-------- Supplied data --------
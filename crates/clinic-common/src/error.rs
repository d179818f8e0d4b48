//! Error types shared across the clinic crates

use thiserror::Error;

/// Result type alias for shared operations
pub type Result<T> = std::result::Result<T, ClinicError>;

/// Errors that are not owned by a single feature
#[derive(Error, Debug)]
pub enum ClinicError {
    #[error("IO error: {0}")]
    Io(#[from] std::io::Error),

    #[error("Serialization error: {0}")]
    Serialization(#[from] serde_json::Error),

    #[error("Configuration error: {0}")]
    Config(String),

    #[error("Invalid value for {field}: {message}")]
    InvalidValue { field: String, message: String },
}

impl ClinicError {
    /// Shorthand for a configuration error
    pub fn config(message: impl Into<String>) -> Self {
        Self::Config(message.into())
    }

    /// Shorthand for an invalid environment or input value
    pub fn invalid_value(field: impl Into<String>, message: impl Into<String>) -> Self {
        Self::InvalidValue {
            field: field.into(),
            message: message.into(),
        }
    }
}
//! Ingestion configuration
//!
//! Worker runtime and retry settings, read from `INGEST_*` environment
//! variables.

use std::time::Duration;

use serde::{Deserialize, Serialize};

use crate::config::env_or;

/// Attempt budget given to every enqueued file
pub const DEFAULT_MAX_ATTEMPTS: i32 = 3;

pub const DEFAULT_WORKER_CONCURRENCY: usize = 4;

/// How often apalis polls `apalis.jobs` for new work
pub const DEFAULT_POLL_INTERVAL_MS: u64 = 1_000;

/// How long a job may stay locked by a silent worker before apalis
/// re-enqueues it
pub const DEFAULT_LEASE_TIMEOUT_SECS: u64 = 3_600;

#[derive(Debug, Clone, Serialize, Deserialize, PartialEq, Eq)]
pub struct IngestConfig {
    /// Whether workers are started with the server
    pub enabled: bool,
    pub worker_concurrency: usize,
    pub poll_interval_ms: u64,
    pub max_attempts: i32,
    pub lease_timeout_secs: u64,
}

impl Default for IngestConfig {
    fn default() -> Self {
        Self {
            enabled: true,
            worker_concurrency: DEFAULT_WORKER_CONCURRENCY,
            poll_interval_ms: DEFAULT_POLL_INTERVAL_MS,
            max_attempts: DEFAULT_MAX_ATTEMPTS,
            lease_timeout_secs: DEFAULT_LEASE_TIMEOUT_SECS,
        }
    }
}

impl IngestConfig {
    /// Load ingestion configuration from environment variables
    pub fn from_env() -> anyhow::Result<Self> {
        let defaults = Self::default();
        let config = Self {
            enabled: env_or("INGEST_ENABLED", defaults.enabled),
            worker_concurrency: env_or("INGEST_WORKER_CONCURRENCY", defaults.worker_concurrency),
            poll_interval_ms: env_or("INGEST_POLL_INTERVAL_MS", defaults.poll_interval_ms),
            max_attempts: env_or("INGEST_MAX_ATTEMPTS", defaults.max_attempts),
            lease_timeout_secs: env_or("INGEST_LEASE_TIMEOUT_SECS", defaults.lease_timeout_secs),
        };

        config.validate()?;
        Ok(config)
    }

    pub fn validate(&self) -> anyhow::Result<()> {
        if self.max_attempts < 1 {
            anyhow::bail!("INGEST_MAX_ATTEMPTS must be at least 1");
        }
        if self.enabled {
            if self.worker_concurrency == 0 {
                anyhow::bail!("INGEST_WORKER_CONCURRENCY must be greater than 0");
            }
            if self.poll_interval_ms == 0 {
                anyhow::bail!("INGEST_POLL_INTERVAL_MS must be greater than 0");
            }
            if self.lease_timeout_secs == 0 {
                anyhow::bail!("INGEST_LEASE_TIMEOUT_SECS must be greater than 0");
            }
        }
        Ok(())
    }

    pub fn poll_interval(&self) -> Duration {
        Duration::from_millis(self.poll_interval_ms)
    }

    pub fn lease_timeout(&self) -> Duration {
        Duration::from_secs(self.lease_timeout_secs)
    }
}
--------
• _Aim of the task_:
Print the entire set of records again, exactly.

• _Task answer_:
filename crates/clinic-common/src/error.rs
repository d179818f8e0d4b48
//! Error types shared across the clinic crates

use thiserror::Error;

/// Result type alias for shared operations
pub type Result<T> = std::result::Result<T, ClinicError>;

/// Errors that are not owned by a single feature
#[derive(Error, Debug)]
pub enum ClinicError {
    #[error("IO error: {0}")]
    Io(#[from] std::io::Error),

    #[error("Serialization error: {0}")]
    Serialization(#[from] serde_json::Error),

    #[error("Configuration error: {0}")]
    Config(String),

    #[error("Invalid value for {field}: {message}")]
    InvalidValue { field: String, message: String },
}

impl ClinicError {
    /// Shorthand for a configuration error
    pub fn config(message: impl Into<String>) -> Self {
        Self::Config(message.into())
    }

    /// Shorthand for an invalid environment or input value
    pub fn invalid_value(field: impl Into<String>, message: impl Into<String>) -> Self {
        Self::InvalidValue {
            field: field.into(),
            message: message.into(),
        }
    }
}
//! Ingestion configuration
//!
//! Worker runtime and retry settings, read from `INGEST_*` environment
//! variables.

use std::time::Duration;

use serde::{Deserialize, Serialize};

use crate::config::env_or;

/// Attempt budget given to every enqueued file
pub const DEFAULT_MAX_ATTEMPTS: i32 = 3;

pub const DEFAULT_WORKER_CONCURRENCY: usize = 4;

/// How often apalis polls `apalis.jobs` for new work
pub const DEFAULT_POLL_INTERVAL_MS: u64 = 1_000;

/// How long a job may stay locked by a silent worker before apalis
/// re-enqueues it
pub const DEFAULT_LEASE_TIMEOUT_SECS: u64 = 3_600;

#[derive(Debug, Clone, Serialize, Deserialize, PartialEq, Eq)]
pub struct IngestConfig {
    /// Whether workers are started with the server
    pub enabled: bool,
    pub worker_concurrency: usize,
    pub poll_interval_ms: u64,
    pub max_attempts: i32,
    pub lease_timeout_secs: u64,
}

impl Default for IngestConfig {
    fn default() -> Self {
        Self {
            enabled: true,
            worker_concurrency: DEFAULT_WORKER_CONCURRENCY,
            poll_interval_ms: DEFAULT_POLL_INTERVAL_MS,
            max_attempts: DEFAULT_MAX_ATTEMPTS,
            lease_timeout_secs: DEFAULT_LEASE_TIMEOUT_SECS,
        }
    }
}

impl IngestConfig {
    /// Load ingestion configuration from environment variables
    pub fn from_env() -> anyhow::Result<Self> {
        let defaults = Self::default();
        let config = Self {
            enabled: env_or("INGEST_ENABLED", defaults.enabled),
            worker_concurrency: env_or("INGEST_WORKER_CONCURRENCY", defaults.worker_concurrency),
            poll_interval_ms: env_or("INGEST_POLL_INTERVAL_MS", defaults.poll_interval_ms),
            max_attempts: env_or("INGEST_MAX_ATTEMPTS", defaults.max_attempts),
            lease_timeout_secs: env_or("INGEST_LEASE_TIMEOUT_SECS", defaults.lease_timeout_secs),
        };

        config.validate()?;
        Ok(config)
    }

    pub fn validate(&self) -> anyhow::Result<()> {
        if self.max_attempts < 1 {
            anyhow::bail!("INGEST_MAX_ATTEMPTS must be at least 1");
        }
        if self.enabled {
            if self.worker_concurrency == 0 {
                anyhow::bail!("INGEST_WORKER_CONCURRENCY must be greater than 0");
            }
            if self.poll_interval_ms == 0 {
                anyhow::bail!("INGEST_POLL_INTERVAL_MS must be greater than 0");
            }
            if self.lease_timeout_secs == 0 {
                anyhow::bail!("INGEST_LEASE_TIMEOUT_SECS must be greater than 0");
            }
        }
        Ok(())
    }

    pub fn poll_interval(&self) -> Duration {
        Duration::from_millis(self.poll_interval_ms)
    }

    pub fn lease_timeout(&self) -> Duration {
        Duration::from_secs(self.lease_timeout_secs)
    }
}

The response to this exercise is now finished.